In other words, the largest single deposit in the United States except for Alaska.
Along with the oil, the agency tacked on 1.85 tcf of associated/dissolved natural gas and 148 mbo of natural gas liquids.
Some skeptics are questioning the numbers – a USGS assessment of the Bakken in 1995 estimated about 151 million barrels of oil could be found there, making the new figures larger by about 25-fold.
But the assessment was conducted using tried and true geology-based assessment methodology, noted AAPG member Rich Pollastro, a USGS geologist and the Bakken formation task leader.
“We’re mandated by law from the Energy Policy Conservation Act of 2000 to provide these assessments of 32 priority basins in the United States,” Pollastro said.

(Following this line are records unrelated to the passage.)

fn collaborative_stage(
    models: &FittedModels,
    user_id: &str,
    reviews: &[Review],
    businesses: &[Business],
    limit: usize,
) -> Vec<ScoredCandidate> {
    let mut meta: HashMap<&str, &Business> = HashMap::new();
    for business in businesses {
        meta.entry(business.business_id.as_str()).or_insert(business);
    }

    let mut scored = Vec::new();
    for business_id in candidate_ids(user_id, reviews, businesses) {
        let score = models.predictor().predict(user_id, &business_id);
        if !score.is_finite() {
            warn!(%business_id, "skipping candidate with non-finite prediction");
            continue;
        }
        let business = meta.get(business_id.as_str()).copied();
        let mut candidate = ScoredCandidate::new(business_id, score);
        if let Some(business) = business {
            candidate = candidate.with_name(business.name.clone());
            if let Some(rating) = business.rating {
                candidate = candidate.with_rating(rating);
            }
        }
        scored.push(candidate);
    }

    scored.sort_by(|a, b| {
        b.score
            .partial_cmp(&a.score)
            .unwrap_or(std::cmp::Ordering::Equal)
    });
    scored.truncate(limit);
    scored
}

fn content_stage(
    models: &FittedModels,
    user_id: &str,
    reviews: &[Review],
    businesses: &[Business],
    limit: usize,
) -> Vec<ScoredCandidate> {
    let profile = build_user_profile(user_id, reviews, businesses);
    if profile.is_empty() {
        debug!(user_id, "empty profile, content stage contributes nothing");
        return Vec::new();
    }

    let rated = rated_ids(user_id, reviews);
    models
        .index()
        .similar_to_profile(&profile.as_query_text(), limit)
        .into_iter()
        .filter(|candidate| {
            if rated.contains(candidate.business_id.as_str()) {
                return false;
            }
            if !candidate.score.is_finite() {
                warn!(
                    business_id = %candidate.business_id,
                    "skipping candidate with non-finite similarity"
                );
                return false;
            }
            true
        })
        .collect()
}

/// Merge the two stage rankings into the final recommendation list.
///
/// Collaborative entries land first with `collaborative_weight` applied;
/// content entries add `content_weight * score` onto an existing entry
/// or insert a fresh one. Display metadata captured by the collaborative
/// stage wins for businesses present in both. The merged list is sorted
/// by accumulated score descending with a stable sort, truncated to
/// `top_n`, and rounded to 2 decimals.
#[must_use]
pub fn merge_stages(
    collaborative: &[ScoredCandidate],
    content: &[ScoredCandidate],
    collaborative_weight: f64,
    content_weight: f64,
    top_n: usize,
) -> Vec<Recommendation> {
    let mut merged: Vec<ScoredCandidate> = Vec::new();
    let mut slots: HashMap<String, usize> = HashMap::new();

    for candidate in collaborative {
        match slots.get(candidate.business_id.as_str()) {
            Some(&slot) => merged[slot].score += collaborative_weight * candidate.score,
            None => {
                slots.insert(candidate.business_id.clone(), merged.len());
                let mut entry = candidate.clone();
                entry.score = collaborative_weight * candidate.score;
                merged.push(entry);
            }
        }
    }
    for candidate in content {
        match slots.get(candidate.business_id.as_str()) {
            Some(&slot) => merged[slot].score += content_weight * candidate.score,
            None => {
                slots.insert(candidate.business_id.clone(), merged.len());
                let mut entry = candidate.clone();
                entry.score = content_weight * candidate.score;
                merged.push(entry);
            }
        }
    }

    merged.sort_by(|a, b| {
        b.score
            .partial_cmp(&a.score)
            .unwrap_or(std::cmp::Ordering::Equal)
    });
    merged.truncate(top_n);
    merged.into_iter().map(to_recommendation).collect()
}

/// Round a score to 2 decimal places, the precision recommendations
/// are reported at.
#[must_use]
pub fn round_score(score: f64) -> f64 {
    (score * 100.0).round() / 100.0
}

fn to_recommendation(candidate: ScoredCandidate) -> Recommendation {
    Recommendation {
        business_id: candidate.business_id,
        display_name: candidate.name,
        displayed_rating: candidate.rating,
        predicted_score: round_score(candidate.score),
    }
}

“These priority basins hold about 96 to 98 percent of the known oil and gas resources for the U.S.,” he noted. “They are prioritized based on not just resource potential but also on federal land percentage.”

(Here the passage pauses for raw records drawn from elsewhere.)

//! Error types for recomendar operations.
//!
//! Every failure class a caller can observe is a variant here. Scoring
//! paths degrade instead of erroring wherever the contract allows it, so
//! most variants surface from training and feed ingestion.

use thiserror::Error;

/// Main error type for recomendar operations.
///
/// # Examples
///
/// ```
/// use recomendar::error::RecomendarError;
///
/// let err = RecomendarError::data_validation("review 3 has an empty user_id");
/// assert!(err.to_string().contains("empty user_id"));
/// ```
#[derive(Debug, Error)]
pub enum RecomendarError {
    /// A required feed field is missing or malformed. Training aborts and
    /// no partial model is produced.
    #[error("data validation failed: {message}")]
    DataValidation {
        /// What was wrong with the feed row
        message: String,
    },

    /// A fitted model or index was requested but has never been trained.
    #[error("{what} has not been trained")]
    ModelUnavailable {
        /// Which model was asked for
        what: String,
    },

    /// A query referenced a business absent from the content index.
    #[error("business {business_id} is not indexed")]
    UnknownEntity {
        /// The id that could not be resolved
        business_id: String,
    },

    /// Training was attempted below the minimum volume threshold. Prior
    /// models remain in effect.
    #[error("insufficient data: {message}")]
    InsufficientData {
        /// Which threshold was not met
        message: String,
    },

    /// A retrain was requested while another one is still running.
    #[error("a training run is already in progress")]
    TrainingInProgress,

    /// I/O error from the feed layer.
    #[error("I/O error: {0}")]
    Io(#[from] std::io::Error),

    /// CSV parse error from the feed layer.
    #[error("CSV error: {0}")]
    Csv(#[from] csv::Error),
}

impl RecomendarError {
    /// Create a data validation error.
    #[must_use]
    pub fn data_validation(message: impl Into<String>) -> Self {
        Self::DataValidation {
            message: message.into(),
        }
    }

    /// Create a model unavailable error.
    #[must_use]
    pub fn model_unavailable(what: impl Into<String>) -> Self {
        Self::ModelUnavailable { what: what.into() }
    }

    /// Create an unknown entity error.
    #[must_use]
    pub fn unknown_entity(business_id: impl Into<String>) -> Self {
        Self::UnknownEntity {
            business_id: business_id.into(),
        }
    }

    /// Create an insufficient data error.
    #[must_use]
    pub fn insufficient_data(message: impl Into<String>) -> Self {
        Self::InsufficientData {
            message: message.into(),
        }
    }
}

/// Convenience type alias for Results.
pub type Result<T> = std::result::Result<T, RecomendarError>;
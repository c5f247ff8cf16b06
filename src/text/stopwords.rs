//! English stop word filtering.
//!
//! Stop words are high-frequency words that carry little ranking signal.
//! The vectorizer discounts them entirely by dropping them before any
//! frequency counting happens.

use std::collections::HashSet;

/// Common English stop words, the usual article/pronoun/preposition/
/// auxiliary-verb core shared by the NLTK and scikit-learn lists.
pub const ENGLISH_STOP_WORDS: &[&str] = &[
    "a", "about", "above", "after", "again", "against", "all", "am", "an", "and", "any", "are",
    "as", "at", "be", "because", "been", "before", "being", "below", "between", "both", "but",
    "by", "can", "could", "did", "do", "does", "doing", "down", "during", "each", "few", "for",
    "from", "further", "had", "has", "have", "having", "he", "her", "here", "hers", "herself",
    "him", "himself", "his", "how", "if", "in", "into", "is", "it", "its", "itself", "just",
    "may", "me", "might", "more", "most", "must", "my", "myself", "no", "nor", "not", "now",
    "of", "off", "on", "once", "only", "or", "other", "our", "ours", "ourselves", "out", "over",
    "own", "same", "shall", "she", "should", "so", "some", "such", "than", "that", "the",
    "their", "theirs", "them", "themselves", "then", "there", "these", "they", "this", "those",
    "through", "to", "too", "under", "until", "up", "upon", "very", "was", "we", "were", "what",
    "when", "where", "which", "while", "who", "whom", "why", "will", "with", "would", "you",
    "your", "yours", "yourself", "yourselves",
];

/// Set-backed stop word filter with O(1) membership checks.
///
/// # Examples
///
/// ```
/// use recomendar::text::StopWords;
///
/// let stop_words = StopWords::english();
/// assert!(stop_words.is_stop_word("the"));
/// assert!(!stop_words.is_stop_word("coffee"));
/// ```
#[derive(Debug, Clone)]
pub struct StopWords {
    words: HashSet<String>,
}

impl StopWords {
    /// Build a filter from custom words. Matching is done on lowercase
    /// tokens, so the words are lowercased on the way in.
    #[must_use]
    pub fn new<I, S>(words: I) -> Self
    where
        I: IntoIterator<Item = S>,
        S: AsRef<str>,
    {
        Self {
            words: words
                .into_iter()
                .map(|w| w.as_ref().to_lowercase())
                .collect(),
        }
    }

    /// The default English filter.
    #[must_use]
    pub fn english() -> Self {
        Self::new(ENGLISH_STOP_WORDS)
    }

    /// Whether `word` is a stop word. Expects a lowercase token.
    #[must_use]
    pub fn is_stop_word(&self, word: &str) -> bool {
        self.words.contains(word)
    }

    /// Number of words in the filter.
    #[must_use]
    pub fn len(&self) -> usize {
        self.words.len()
    }

    /// Whether the filter contains no words.
    #[must_use]
    pub fn is_empty(&self) -> bool {
        self.words.is_empty()
    }
}

impl Default for StopWords {
    fn default() -> Self {
        Self::english()
    }
}

#[cfg(test)]
mod tests {
    use super::*;

    #[test]
    fn test_english_contains_core_words() {
        let sw = StopWords::english();
        for word in ["the", "and", "is", "with", "of"] {
            assert!(sw.is_stop_word(word), "{word} should be a stop word");
        }
    }

    #[test]
    fn test_content_words_pass() {
        let sw = StopWords::english();
        for word in ["coffee", "gym", "bakery", "lisbon"] {
            assert!(!sw.is_stop_word(word), "{word} should not be a stop word");
        }
    }

    #[test]
    fn test_custom_words_lowercased() {
        let sw = StopWords::new(["FOO", "Bar"]);
        assert!(sw.is_stop_word("foo"));
        assert!(sw.is_stop_word("bar"));
        assert_eq!(sw.len(), 2);
    }

    #[test]
    fn test_list_has_no_duplicates() {
        let unique: HashSet<&str> = ENGLISH_STOP_WORDS.iter().copied().collect();
        assert_eq!(unique.len(), ENGLISH_STOP_WORDS.len());
    }

    #[test]
    fn test_empty_filter() {
        let sw = StopWords::new(Vec::<String>::new());
        assert!(sw.is_empty());
        assert!(!sw.is_stop_word("anything"));
    }
}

The Williston Basin is only about six-and-a-half percent federal lands in the Bakken assessment, Pollastro pointed out, but there are a lot of tribal lands.

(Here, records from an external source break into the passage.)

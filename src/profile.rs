//! User profile synthesis from review history.
//!
//! The profile is an ephemeral, per-request summary of what a user
//! likes: categories and cities ranked by the sum of ratings the user
//! gave them, plus a duplicate-retaining bag of reviewed categories.
//! Rendered as text, it becomes the query for the content index.

use std::collections::{HashMap, HashSet};

use serde::{Deserialize, Serialize};
use tracing::debug;

use crate::feed::{Business, Review};

/// Ranked preferences derived from one user's reviews.
///
/// `preferred_categories` and `preferred_cities` hold keys sorted by
/// rating-weighted frequency descending, space-joined. `interests`
/// keeps one category entry per distinct reviewed business, so a
/// category the user visits often repeats and weighs more in the
/// content query.
#[derive(Debug, Clone, Default, PartialEq, Serialize, Deserialize)]
pub struct UserProfile {
    pub preferred_categories: String,
    pub preferred_cities: String,
    pub interests: Vec<String>,
}

impl UserProfile {
    /// Whether the profile carries any content signal at all.
    #[must_use]
    pub fn is_empty(&self) -> bool {
        self.preferred_categories.is_empty()
            && self.preferred_cities.is_empty()
            && self.interests.is_empty()
    }

    /// Render the profile as a single content query string.
    #[must_use]
    pub fn as_query_text(&self) -> String {
        format!(
            "{} {} {}",
            self.preferred_categories,
            self.preferred_cities,
            self.interests.join(" ")
        )
    }
}

/// Accumulates weights per key, remembering first-encounter order so
/// equal weights rank reproducibly.
#[derive(Debug, Default)]
struct WeightBag {
    entries: Vec<(String, f64)>,
    slots: HashMap<String, usize>,
}

impl WeightBag {
    fn add(&mut self, key: &str, weight: f64) {
        if let Some(&slot) = self.slots.get(key) {
            self.entries[slot].1 += weight;
        } else {
            self.slots.insert(key.to_string(), self.entries.len());
            self.entries.push((key.to_string(), weight));
        }
    }

    fn ranked_keys(mut self) -> Vec<String> {
        self.entries.sort_by(|a, b| {
            b.1.partial_cmp(&a.1).unwrap_or(std::cmp::Ordering::Equal)
        });
        self.entries.into_iter().map(|(key, _)| key).collect()
    }
}

/// Build the profile for `user_id` from the feed snapshots.
///
/// Reviews whose business cannot be resolved are skipped. A user with
/// no reviews gets an empty profile, which callers treat as "no
/// content signal", not an error.
///
/// # Examples
///
/// ```
/// use recomendar::feed::{Business, Review};
/// use recomendar::profile::build_user_profile;
///
/// let businesses = vec![
///     Business::new("b1", "Blue Bottle", "Coffee").with_city("Lisbon"),
///     Business::new("b2", "Iron Temple", "Fitness").with_city("Porto"),
/// ];
/// let reviews = vec![
///     Review::new("u1", "b1", 5.0),
///     Review::new("u1", "b2", 2.0),
/// ];
///
/// let profile = build_user_profile("u1", &reviews, &businesses);
/// assert_eq!(profile.preferred_categories, "Coffee Fitness");
/// assert_eq!(profile.preferred_cities, "Lisbon Porto");
/// assert_eq!(profile.interests, vec!["Coffee", "Fitness"]);
/// ```
#[must_use]
pub fn build_user_profile(
    user_id: &str,
    reviews: &[Review],
    businesses: &[Business],
) -> UserProfile {
    let user_reviews: Vec<&Review> = reviews.iter().filter(|r| r.user_id == user_id).collect();
    if user_reviews.is_empty() {
        return UserProfile::default();
    }

    let mut business_by_id: HashMap<&str, &Business> = HashMap::new();
    for business in businesses {
        business_by_id
            .entry(business.business_id.as_str())
            .or_insert(business);
    }

    let mut categories = WeightBag::default();
    let mut cities = WeightBag::default();
    let mut reviewed_ids: HashSet<&str> = HashSet::new();
    for review in &user_reviews {
        let Some(business) = business_by_id.get(review.business_id.as_str()) else {
            debug!(
                business_id = %review.business_id,
                "review references an unknown business, skipping"
            );
            continue;
        };
        reviewed_ids.insert(business.business_id.as_str());
        if !business.category.is_empty() {
            categories.add(&business.category, review.rating);
        }
        if let Some(city) = business.city.as_deref().filter(|c| !c.is_empty()) {
            cities.add(city, review.rating);
        }
    }

    // One interest entry per distinct reviewed business, in feed order.
    let mut interests = Vec::new();
    let mut seen: HashSet<&str> = HashSet::new();
    for business in businesses {
        if reviewed_ids.contains(business.business_id.as_str())
            && seen.insert(business.business_id.as_str())
            && !business.category.is_empty()
        {
            interests.push(business.category.clone());
        }
    }

    UserProfile {
        preferred_categories: categories.ranked_keys().join(" "),
        preferred_cities: cities.ranked_keys().join(" "),
        interests,
    }
}

#[cfg(test)]
mod tests {
    use super::*;

    fn businesses() -> Vec<Business> {
        vec![
            Business::new("cafe_a", "Blue Bottle", "Coffee").with_city("Lisbon"),
            Business::new("cafe_b", "Bean Scene", "Coffee").with_city("Lisbon"),
            Business::new("gym_a", "Iron Temple", "Fitness").with_city("Porto"),
        ]
    }

    #[test]
    fn test_zero_reviews_gives_empty_profile() {
        let profile = build_user_profile("nobody", &[], &businesses());
        assert!(profile.is_empty());
        assert_eq!(profile, UserProfile::default());
    }

    #[test]
    fn test_single_strong_rating_outweighs_repeat_weak_ones() {
        // One 5-star coffee visit vs two 2-star gym visits: 5 > 4.
        let reviews = vec![
            Review::new("u1", "gym_a", 2.0),
            Review::new("u1", "gym_a", 2.0),
            Review::new("u1", "cafe_a", 5.0),
        ];
        let profile = build_user_profile("u1", &reviews, &businesses());
        assert_eq!(profile.preferred_categories, "Coffee Fitness");
        assert_eq!(profile.preferred_cities, "Lisbon Porto");
    }

    #[test]
    fn test_interests_repeat_per_distinct_business() {
        let reviews = vec![
            Review::new("u1", "cafe_a", 4.0),
            Review::new("u1", "cafe_b", 3.0),
            Review::new("u1", "gym_a", 5.0),
        ];
        let profile = build_user_profile("u1", &reviews, &businesses());
        assert_eq!(profile.interests, vec!["Coffee", "Coffee", "Fitness"]);
    }

    #[test]
    fn test_rereviewed_business_counts_once_in_interests() {
        let reviews = vec![
            Review::new("u1", "cafe_a", 4.0),
            Review::new("u1", "cafe_a", 5.0),
        ];
        let profile = build_user_profile("u1", &reviews, &businesses());
        assert_eq!(profile.interests, vec!["Coffee"]);
        // Both ratings still count toward the category weight.
        assert_eq!(profile.preferred_categories, "Coffee");
    }

    #[test]
    fn test_unresolvable_review_is_skipped() {
        let reviews = vec![
            Review::new("u1", "ghost_business", 5.0),
            Review::new("u1", "gym_a", 3.0),
        ];
        let profile = build_user_profile("u1", &reviews, &businesses());
        assert_eq!(profile.preferred_categories, "Fitness");
        assert_eq!(profile.interests, vec!["Fitness"]);
    }

    #[test]
    fn test_only_unresolvable_reviews_give_blank_profile() {
        let reviews = vec![Review::new("u1", "ghost_business", 5.0)];
        let profile = build_user_profile("u1", &reviews, &businesses());
        assert!(profile.is_empty());
    }

    #[test]
    fn test_other_users_reviews_are_ignored() {
        let reviews = vec![
            Review::new("u1", "cafe_a", 5.0),
            Review::new("u2", "gym_a", 5.0),
        ];
        let profile = build_user_profile("u1", &reviews, &businesses());
        assert_eq!(profile.preferred_categories, "Coffee");
    }

    #[test]
    fn test_equal_weights_keep_first_encounter_order() {
        let reviews = vec![
            Review::new("u1", "gym_a", 3.0),
            Review::new("u1", "cafe_a", 3.0),
        ];
        let profile = build_user_profile("u1", &reviews, &businesses());
        assert_eq!(profile.preferred_categories, "Fitness Coffee");
    }

    #[test]
    fn test_query_text_joins_all_signals() {
        let reviews = vec![Review::new("u1", "cafe_a", 5.0)];
        let profile = build_user_profile("u1", &reviews, &businesses());
        let text = profile.as_query_text();
        assert!(text.contains("Coffee"));
        assert!(text.contains("Lisbon"));
    }

    #[test]
    fn test_missing_city_contributes_nothing() {
        let businesses = vec![Business::new("b1", "Nowhere Diner", "Food")];
        let reviews = vec![Review::new("u1", "b1", 4.0)];
        let profile = build_user_profile("u1", &reviews, &businesses);
        assert_eq!(profile.preferred_categories, "Food");
        assert!(profile.preferred_cities.is_empty());
    }
}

“The subsequent Energy Policy Act of 2005 states that we have to use the same methodology in producing these assessments,” he said, “so the Bakken assessment was performed like all others and could not be modified in any way.”
Putting It Together
The USGS findings, as expected, made a huge impact when released in early April, with stories that went far beyond the usual industry publications.
“Billions of Barrels of Oil May Lie Under Northern Plains,” read the headline in the New York Times.
Pollastro spent much of April talking to the media about the findings, and was a popular target for journalists at the recent AAPG Annual Convention and Exhibition in San Antonio.
Speaking to the EXPLORER about the report’s methodology and the area’s geology, he said the assessment is based on geologic elements of a “total petroleum system” that include:
♦ Source rock distribution, thickness, organic richness, maturation, petroleum generation and migration.
♦ Reservoir rock type (whether continual, i.e., unconventional, or conventional), distribution and quality.
♦ Character of traps and time of formation with regard to petroleum generation and migration.
To aid in the estimate of the Bakken resource, detailed framework studies in stratigraphy and structural geology along with petroleum geochemistry modeling were combined with historical exploration and production analyses.
The area involved was delineated into assessment units (AU). Pollastro noted the geologic model used to define the AUs and assess the Bakken formation resources generally includes:
♦ Thermal maturity of the Bakken shale source rocks.
♦ Petrophysical character of the middle sandstone member (ordinarily referred to as a dolomite by industry participants).
♦ Structural complexity of the basin.
The area of the oil generation window for the Bakken continuous reservoir was determined and then divided into five continuous AUs. A sixth hypothetical conventional middle sandstone member AU was defined external to the area of oil generation.
The final assessment numbers released included all of the AUs.
“For the assessment process you have to convert geology and the geologic models into numbers, look at all the engineering aspects, the EURs on the wells, the spacings and so on,” Pollastro said. “It’s very involved for each of these units.
‘Geologic Uncertainty’
The methodology to assess the continuous accumulations – or what the industry calls unconventional – is different from the conventional, Pollastro noted.
“In conventional accumulations we look at sizes and numbers for the accumulations,” he said. “In the continuous type, we assume the hydrocarbons are everywhere – it’s just a matter of how successful you’ll be with recovery.”
The assessment of the Bakken formation indicates that most of the undiscovered oil resides within a continuous composite reservoir that’s distributed across the entire area of the oil generation window.
Also, it includes all members of the Bakken formation – the upper and lower shales and the middle member designated sandstone by the USGS but ordinarily referred to as a dolomite by the industry.
“At this time, only a limited number of wells have produced from the Bakken in the Central Basin-Poplar Dome AU, the Eastern Expulsion Threshold AU and the Northwest Expulsion Threshold AU,” he added.
“This means there is significant geologic uncertainty in these estimates, which is reflected in the range of estimates for oil.”